Dataset entries
"""

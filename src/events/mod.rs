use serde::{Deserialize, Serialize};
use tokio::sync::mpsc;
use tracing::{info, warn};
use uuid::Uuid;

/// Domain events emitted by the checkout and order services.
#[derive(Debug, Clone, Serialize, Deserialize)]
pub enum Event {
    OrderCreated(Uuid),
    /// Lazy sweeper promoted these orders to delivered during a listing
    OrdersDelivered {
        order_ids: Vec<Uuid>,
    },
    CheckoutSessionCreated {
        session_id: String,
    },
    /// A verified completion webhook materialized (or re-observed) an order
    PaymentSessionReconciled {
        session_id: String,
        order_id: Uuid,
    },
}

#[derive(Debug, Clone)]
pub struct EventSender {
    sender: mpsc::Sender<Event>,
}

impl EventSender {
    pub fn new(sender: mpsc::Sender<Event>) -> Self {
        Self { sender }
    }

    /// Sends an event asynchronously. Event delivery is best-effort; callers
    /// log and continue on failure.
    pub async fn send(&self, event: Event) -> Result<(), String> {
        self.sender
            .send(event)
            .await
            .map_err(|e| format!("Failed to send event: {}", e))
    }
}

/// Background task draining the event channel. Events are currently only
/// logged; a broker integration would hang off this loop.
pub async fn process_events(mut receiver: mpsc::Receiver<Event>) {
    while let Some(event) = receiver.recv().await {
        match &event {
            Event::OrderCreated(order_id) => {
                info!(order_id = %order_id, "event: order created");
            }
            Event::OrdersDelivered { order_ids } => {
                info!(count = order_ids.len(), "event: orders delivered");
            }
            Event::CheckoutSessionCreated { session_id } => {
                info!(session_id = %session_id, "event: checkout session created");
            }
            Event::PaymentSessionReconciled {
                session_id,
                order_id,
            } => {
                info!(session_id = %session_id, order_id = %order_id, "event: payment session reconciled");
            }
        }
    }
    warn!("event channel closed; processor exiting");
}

"""
"""

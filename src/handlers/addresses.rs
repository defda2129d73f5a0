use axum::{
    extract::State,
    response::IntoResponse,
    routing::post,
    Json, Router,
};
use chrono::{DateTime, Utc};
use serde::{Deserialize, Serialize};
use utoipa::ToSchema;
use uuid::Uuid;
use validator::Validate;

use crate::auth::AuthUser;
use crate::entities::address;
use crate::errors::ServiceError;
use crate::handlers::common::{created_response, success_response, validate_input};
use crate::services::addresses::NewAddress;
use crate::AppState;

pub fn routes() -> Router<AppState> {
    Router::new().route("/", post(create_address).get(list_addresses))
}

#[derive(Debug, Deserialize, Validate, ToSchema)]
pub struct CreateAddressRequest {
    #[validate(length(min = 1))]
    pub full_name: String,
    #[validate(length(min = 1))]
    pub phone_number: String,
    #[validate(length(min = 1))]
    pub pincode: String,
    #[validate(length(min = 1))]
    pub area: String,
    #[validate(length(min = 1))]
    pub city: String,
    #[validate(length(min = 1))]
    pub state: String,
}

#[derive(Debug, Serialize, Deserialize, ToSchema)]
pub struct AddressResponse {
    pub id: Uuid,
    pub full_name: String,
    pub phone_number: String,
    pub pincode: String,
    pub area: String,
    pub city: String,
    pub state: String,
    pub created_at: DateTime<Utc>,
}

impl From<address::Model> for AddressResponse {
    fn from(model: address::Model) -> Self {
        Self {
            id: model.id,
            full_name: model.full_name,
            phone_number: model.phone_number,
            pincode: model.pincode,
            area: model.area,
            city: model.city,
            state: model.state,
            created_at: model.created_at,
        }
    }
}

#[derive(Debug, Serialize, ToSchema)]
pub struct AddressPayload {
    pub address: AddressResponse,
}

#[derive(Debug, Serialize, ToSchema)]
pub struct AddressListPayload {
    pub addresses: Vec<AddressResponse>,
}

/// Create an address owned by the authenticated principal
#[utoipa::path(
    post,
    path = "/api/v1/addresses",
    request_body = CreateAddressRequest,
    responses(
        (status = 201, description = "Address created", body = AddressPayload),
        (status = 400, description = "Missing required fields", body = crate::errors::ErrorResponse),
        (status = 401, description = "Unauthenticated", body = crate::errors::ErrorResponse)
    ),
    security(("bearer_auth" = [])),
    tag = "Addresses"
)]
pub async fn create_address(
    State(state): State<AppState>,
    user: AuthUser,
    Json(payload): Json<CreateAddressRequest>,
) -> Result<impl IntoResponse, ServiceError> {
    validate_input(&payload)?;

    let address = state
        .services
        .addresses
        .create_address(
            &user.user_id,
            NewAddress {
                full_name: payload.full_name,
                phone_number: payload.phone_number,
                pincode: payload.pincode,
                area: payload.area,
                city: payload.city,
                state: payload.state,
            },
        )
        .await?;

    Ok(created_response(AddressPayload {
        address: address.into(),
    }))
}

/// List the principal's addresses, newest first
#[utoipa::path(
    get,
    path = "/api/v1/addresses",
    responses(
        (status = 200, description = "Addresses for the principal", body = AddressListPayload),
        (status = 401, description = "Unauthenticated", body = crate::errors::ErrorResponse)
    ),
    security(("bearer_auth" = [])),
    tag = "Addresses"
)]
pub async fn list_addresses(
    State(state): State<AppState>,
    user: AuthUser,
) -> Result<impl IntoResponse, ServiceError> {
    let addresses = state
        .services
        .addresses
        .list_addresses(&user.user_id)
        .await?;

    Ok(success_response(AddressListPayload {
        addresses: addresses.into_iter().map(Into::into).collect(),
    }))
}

"""

YOUR TASK ▸
Look through the entries above; copy every line holding the string "DateTime".

WRITTEN RESPONSE ▸
use chrono::{DateTime, Utc};
    pub created_at: DateTime<Utc>,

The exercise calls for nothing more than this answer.